Czarę goryczy przelały świąteczne życzenia “udanych inwestycji”, które złożyła klientom Mennica24 – mówi pan Andrzej, wzburzony klient Mennicy24, który napisał do mediów. Na zamówione monety czeka od 10 miesięcy, tymczasem mennica wciąż sprzedaje je na swojej stronie. Spółka milczy, ale szczegóły postępowania w jej sprawie ujawniła prokuratura. Wracamy do głośnej sprawy związanej ze złotymi monetami.
Pół roku temu media obiegły nagłówki mówiące o aferze Mennica24. Klienci zgłaszali, że nie otrzymują zamówionego złota. W sieci pojawiały się różne szacunki dotyczące potencjalnych strat. Fundacja Trading Jam Session pisała o łącznej kwocie od kilkudziesięciu do kilkuset milionów złotych, a sprawa trafiła do służb. Redakcja Bankier.pl uzyskała nowe informacje o toczącym się postępowaniu.

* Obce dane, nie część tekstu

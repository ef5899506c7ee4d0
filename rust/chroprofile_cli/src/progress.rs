use chroprofile::ProgressReporter;
use indicatif::{
    ProgressBar,
    ProgressStyle,
};
use tracing::debug;

const BAR_TEMPLATE: &str =
    "{spinner:.green} [{elapsed_precise}] [{wide_bar:.cyan/blue}] {pos}/{len} raw files ({eta}) {msg}";

/// One tick per finished raw file.
///
/// The command line run is never cancelled cooperatively, an interrupt ends
/// the process.
pub struct BarReporter {
    bar: ProgressBar,
}

impl BarReporter {
    pub fn new(num_files: u64) -> Self {
        let style =
            ProgressStyle::with_template(BAR_TEMPLATE).unwrap_or_else(|_| ProgressStyle::default_bar());
        Self {
            bar: ProgressBar::new(num_files).with_style(style),
        }
    }

    pub fn finish(&self) {
        self.bar.finish_and_clear();
    }
}

impl ProgressReporter for BarReporter {
    fn set_message(&self, msg: &str) {
        debug!("{}", msg);
        self.bar.set_message(msg.to_string());
    }

    fn file_started(&self, file: &str) {
        self.bar.set_message(file.to_string());
    }

    fn file_finished(&self, _file: &str) {
        self.bar.inc(1);
    }

    fn is_cancellation_pending(&self) -> bool {
        false
    }
}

Do tej pory zawiadomienia o podejrzeniu popełnienia przestępstwa oszustwa lub sprzeniewierzenia mienia przez Mennicę24 złożyły 53 osoby, które wpłaciły pieniądze w łącznej kwocie 2 771 488,28 zł, tytułem zapłaty za złote i srebrne monety oraz sztabki złota – przekazała redakcji Bankier.pl prokurator Oliwia Bożek-Michalec rzeczniczka Prokuratury Rejonowej w Krakowie.
Sprawę prowadzi Wydział do Walki z Przestępczością Gospodarczą Komendy Wojewódzkiej Policji w Krakowie, lecz wkrótce ma ona trafić krakowskiej Prokuratury Okręgowej.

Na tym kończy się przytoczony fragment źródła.